After helpful answers I managed to decrease the scope of my question so I tried below queries.

// 3 sec.
MATCH (p:Post)-[:TAGGED]->(t:Tag)
RETURN p.Title, count(t)
LIMIT 1; 

// 3 sec.
MATCH (p:Post)-[:TAGGED]->(t:Tag)
RETURN p.Title, count(t)
LIMIT 1000; 

// 100 ms.
MATCH (p:Post)-[:TAGGED]->(t:Tag)
RETURN p.Title, t.Name
LIMIT 1; 

// 150 ms.
MATCH (p:Post)-[:TAGGED]->(t:Tag)
RETURN p.Title, t.Name
LIMIT 1000;

So, I still do not know why but, using aggregation methods (I tried collect(t.Name) instead of count) breaks the expected (at least my expectations :) behaviour of limit functionality.

2
could you please describe the query in natural language?Stefan Armbruster
I did not write the query for getting some meaningful data. I just tried to fetch first ten posts those are sharing at least one tag with another post. After seeing that result I was planning to sort the data according to number of shared tags.Mehmet Ataş
have you tried this on 2.2.0-RC1 ? 2.2 has a much improved query optimizer that might help here.Stefan Armbruster

2 Answers

6
votes

This query will result in a global graph lookup, at least for neo4j 2.1.7 and below.
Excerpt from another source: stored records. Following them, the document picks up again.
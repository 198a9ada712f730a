//! End-to-end checks on a two-contract chain: a 95 put and a 105 call,
//! spot 100, 20% vol, 30 trading days, 100 open interest each.

use approx::assert_relative_eq;
use chrono::{NaiveDate, TimeZone, Utc};
use dealer_exposure::models::black_scholes::exposure;
use dealer_exposure::prelude::*;

const SPOT: f64 = 100.0;
const VOL: f64 = 0.2;
const TIME: f64 = 30.0 / 252.0;
const OI: u64 = 100;
const RATE: f64 = 0.01;

fn date(y: i32, m: u32, d: u32) -> NaiveDate {
    NaiveDate::from_ymd_opt(y, m, d).unwrap()
}

fn inputs(scope: ExpiryScope) -> ExposureInputs {
    ExposureInputs {
        ticker: "TEST".to_string(),
        scope,
        first_expiry: date(2025, 4, 17),
        monthly_opex: date(2025, 4, 17),
        spot_price: SPOT,
        evaluated: EvaluationTime::new(Utc.with_ymd_and_hms(2025, 3, 4, 14, 30, 0).unwrap()),
        rates: MarketScalars::new(RATE, 0.0),
    }
}

fn two_contracts() -> Vec<ContractRecord> {
    let exp = date(2025, 4, 17);
    vec![
        ContractRecord::new(95.0, exp)
            .with_side(OptionSide::Put, VOL, OI)
            .with_time_till_exp(TIME),
        ContractRecord::new(105.0, exp)
            .with_side(OptionSide::Call, VOL, OI)
            .with_time_till_exp(TIME),
    ]
}

fn scalar(spot: f64, strike: f64, side: OptionSide) -> Greeks {
    exposure(spot, strike, RATE, 0.0, VOL, TIME, OI as f64, side)
}

#[test]
fn point_in_time_matches_scalar_model() {
    let report = calc_exposures(ContractTable::from_records(&two_contracts()), &inputs(ExpiryScope::All)).unwrap();
    let ex = &report.exposures;

    let put = scalar(SPOT, 95.0, OptionSide::Put);
    let call = scalar(SPOT, 105.0, OptionSide::Call);

    assert_relative_eq!(ex.put_dex[0], put.delta * SPOT, max_relative = 1e-6);
    assert_relative_eq!(ex.put_gex[0], -put.gamma, max_relative = 1e-6);
    assert_relative_eq!(ex.put_vex[0], put.vanna, max_relative = 1e-6);
    assert_relative_eq!(ex.put_cex[0], put.charm, max_relative = 1e-6);

    assert_relative_eq!(ex.call_dex[1], call.delta * SPOT, max_relative = 1e-6);
    assert_relative_eq!(ex.call_gex[1], call.gamma, max_relative = 1e-6);
    assert_relative_eq!(ex.call_vex[1], call.vanna, max_relative = 1e-6);
    assert_relative_eq!(ex.call_cex[1], call.charm, max_relative = 1e-6);

    // Absent sides carry nothing
    assert_eq!(ex.call_dex[0], 0.0);
    assert_eq!(ex.put_gex[1], 0.0);

    // Totals in billions
    assert_relative_eq!(ex.total_gamma[0], -put.gamma / 1e9, max_relative = 1e-6);
    assert_relative_eq!(ex.total_vanna[1], call.vanna / 1e9, max_relative = 1e-6);
    assert_relative_eq!(ex.total_charm[0], -put.charm / 1e9, max_relative = 1e-6);
}

#[test]
fn point_in_time_matches_hand_computed_values() {
    let report = calc_exposures(ContractTable::from_records(&two_contracts()), &inputs(ExpiryScope::All)).unwrap();
    let ex = &report.exposures;

    // d1 = (ln(S/K) + (r + σ²/2)T) / (σ√T): 0.795065 for the put, -0.655282 for the call.
    // dex = Δ·OI·S, gex = Γ·OI·S² (put stored negated), vex = -n(d1)·d2/σ·OI,
    // cex = -n(d1)(2rT - d2σ√T)/(2Tσ√T)·OI with q = 0.
    assert_relative_eq!(ex.put_dex[0], -2132.877386, max_relative = 1e-8);
    assert_relative_eq!(ex.put_gex[0], -42145.834481, max_relative = 1e-8);
    assert_relative_eq!(ex.put_vex[0], -105.581254, max_relative = 1e-8);
    assert_relative_eq!(ex.put_cex[0], 84.473670, max_relative = 1e-7);

    assert_relative_eq!(ex.call_dex[1], 2561.431896, max_relative = 1e-8);
    assert_relative_eq!(ex.call_gex[1], 46642.085226, max_relative = 1e-8);
    assert_relative_eq!(ex.call_vex[1], 116.560064, max_relative = 1e-8);
    assert_relative_eq!(ex.call_cex[1], -102.574663, max_relative = 1e-7);

    let net = ex.net_totals();
    assert_relative_eq!(net.delta, (2561.431896 - 2132.877386) / 1e9, max_relative = 1e-7);
    assert_relative_eq!(net.gamma, (46642.085226 - 42145.834481) / 1e9, max_relative = 1e-7);
    assert_relative_eq!(net.vanna, (116.560064 + 105.581254) / 1e9, max_relative = 1e-7);
    assert_relative_eq!(net.charm, (-102.574663 - 84.473670) / 1e9, max_relative = 1e-7);
}

#[test]
fn profiles_match_scalar_model_on_grid() {
    let report = calc_exposures(ContractTable::from_records(&two_contracts()), &inputs(ExpiryScope::All)).unwrap();

    assert_eq!(report.levels.len(), 300);
    assert_relative_eq!(report.levels[0], 50.0, max_relative = 1e-12);
    assert_relative_eq!(report.levels[299], 150.0, max_relative = 1e-12);

    for (i, &level) in report.levels.iter().enumerate().step_by(13) {
        let put = scalar(level, 95.0, OptionSide::Put);
        let call = scalar(level, 105.0, OptionSide::Call);

        // Absolute tolerance scales with gross exposure where the sides cancel
        let check = |got: f64, c: f64, p: f64, net: f64| {
            let gross = (c.abs() + p.abs()) / 1e9;
            assert_relative_eq!(got, net / 1e9, epsilon = 1e-9 * gross, max_relative = 1e-6);
        };
        check(report.total_delta.all[i], call.delta, put.delta, call.delta + put.delta);
        check(report.total_gamma.all[i], call.gamma, put.gamma, call.gamma - put.gamma);
        check(report.total_vanna.all[i], call.vanna, put.vanna, call.vanna - put.vanna);
    }
}

#[test]
fn flips_are_interpolated_near_spot() {
    let report = calc_exposures(ContractTable::from_records(&two_contracts()), &inputs(ExpiryScope::All)).unwrap();
    let levels = report.levels.to_vec();

    for (flip, curve) in [
        (report.gamma_flip(), report.total_gamma.all.to_vec()),
        (report.delta_flip(), report.total_delta.all.to_vec()),
    ] {
        let flip = flip.expect("two-sided chain has a flip");
        assert!((flip - SPOT).abs() < 5.0, "flip {} too far from spot", flip);

        let i = levels.windows(2).position(|w| w[0] <= flip && flip <= w[1]).unwrap();
        assert!(curve[i].signum() != curve[i + 1].signum());

        let expected = levels[i + 1] - (levels[i + 1] - levels[i]) * curve[i + 1] / (curve[i + 1] - curve[i]);
        assert_relative_eq!(flip, expected, max_relative = 1e-12);
    }
}

#[test]
fn opex_scope_drops_later_expirations() {
    let mut records = two_contracts();
    records.push(
        ContractRecord::new(100.0, date(2025, 6, 20))
            .with_side(OptionSide::Call, 0.25, 5_000)
            .with_side(OptionSide::Put, 0.3, 5_000)
            .with_time_till_exp(75.0 / 252.0),
    );

    let full = calc_exposures(ContractTable::from_records(&records), &inputs("all".parse().unwrap())).unwrap();
    let near = calc_exposures(ContractTable::from_records(&two_contracts()), &inputs(ExpiryScope::All)).unwrap();

    for i in 0..full.levels.len() {
        assert_relative_eq!(
            full.total_gamma.ex_fri[i],
            near.total_gamma.all[i],
            epsilon = 1e-18,
            max_relative = 1e-9
        );
        assert_relative_eq!(
            full.total_delta.ex_next[i],
            near.total_delta.all[i],
            epsilon = 1e-18,
            max_relative = 1e-9
        );
    }
    assert!(full
        .total_gamma
        .all
        .iter()
        .zip(full.total_gamma.ex_fri.iter())
        .any(|(a, b)| (a - b).abs() > 1e-12));
}

#[test]
fn histogram_flip_ignores_single_strike_outliers() {
    let strikes: Vec<f64> = (90..98).map(f64::from).collect();
    let values = [-3.0, -2.0, 1.0, -1.0, -2.0, 2.0, 3.0, 4.0];

    // The lone positive at 92 is noise; the persistent flip is between 94 and 95
    let flip = find_histogram_flip(&strikes, &values, 92.0, 2).unwrap();
    assert_relative_eq!(flip, 94.5, max_relative = 1e-12);

    // Without run filtering the outlier's crossing is nearest
    let raw = find_histogram_flip(&strikes, &values, 92.0, 1).unwrap();
    assert_relative_eq!(raw, 92.0 - 1.0 / 3.0, max_relative = 1e-12);
}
I would first matching the nodes and then expanding the path

MATCH (post:Post)
MATCH (post)-[:TAGS]->(t)<-[:TAGS]-(otherPost)
RETURN post, count(t) as cnt, otherPost
ORDER BY cnt DESC
LIMIT 10;

And this is the execution plan, as you can see by matching first the post nodes only (so labels index) it costs you only retrieving those and following relationships

ColumnFilter
  |
  +Top
    |
    +EagerAggregation
      |
      +Filter
        |
        +SimplePatternMatcher
          |
          +NodeByLabel

+----------------------+--------+--------+----------------------------------------------+------------------------------------------------------------------------------------------------+
|             Operator |   Rows | DbHits |                                  Identifiers |                                                                                          Other |
+----------------------+--------+--------+----------------------------------------------+------------------------------------------------------------------------------------------------+
|         ColumnFilter |     10 |      0 |                                              |                                                              keep columns post, cnt, otherPost |
|                  Top |     10 |      0 |                                              | {  AUTOINT0}; Cached(  INTERNAL_AGGREGATEc24f01bf-69cc-4bd9-9aed-be257028194b of type Integer) |
|     EagerAggregation |   9900 |      0 |                                              |                                                                                post, otherPost |
|               Filter | 134234 |      0 |                                              |                                                                NOT(  UNNAMED30 ==   UNNAMED43) |
| SimplePatternMatcher | 134234 |      0 | t,   UNNAMED43,   UNNAMED30, post, otherPost |                                                                                                |
|          NodeByLabel |    100 |    101 |                                   post, post |                                                                                          :Post |
+----------------------+--------+--------+----------------------------------------------+------------------------------------------------------------------------------------------------+

Total database accesses: 101

And here a blog post explaining why I removed labels except for the first part of the query : http://graphaware.com/neo4j/2015/01/16/neo4j-graph-model-design-labels-versus-indexed-properties.html

2
votes

What Christophe said and Try to reduce the cardinality in between:

match (p1:Post)-[r1:TAGGED]->(t:Tag)
WITH tag, count(*) as freq, collect(distinct p1.Title) as posts
MATCH (tag)<-[r2:TAGGED]-(p2:Post)
return posts, freq, p2.Title, count(r2)
limit 10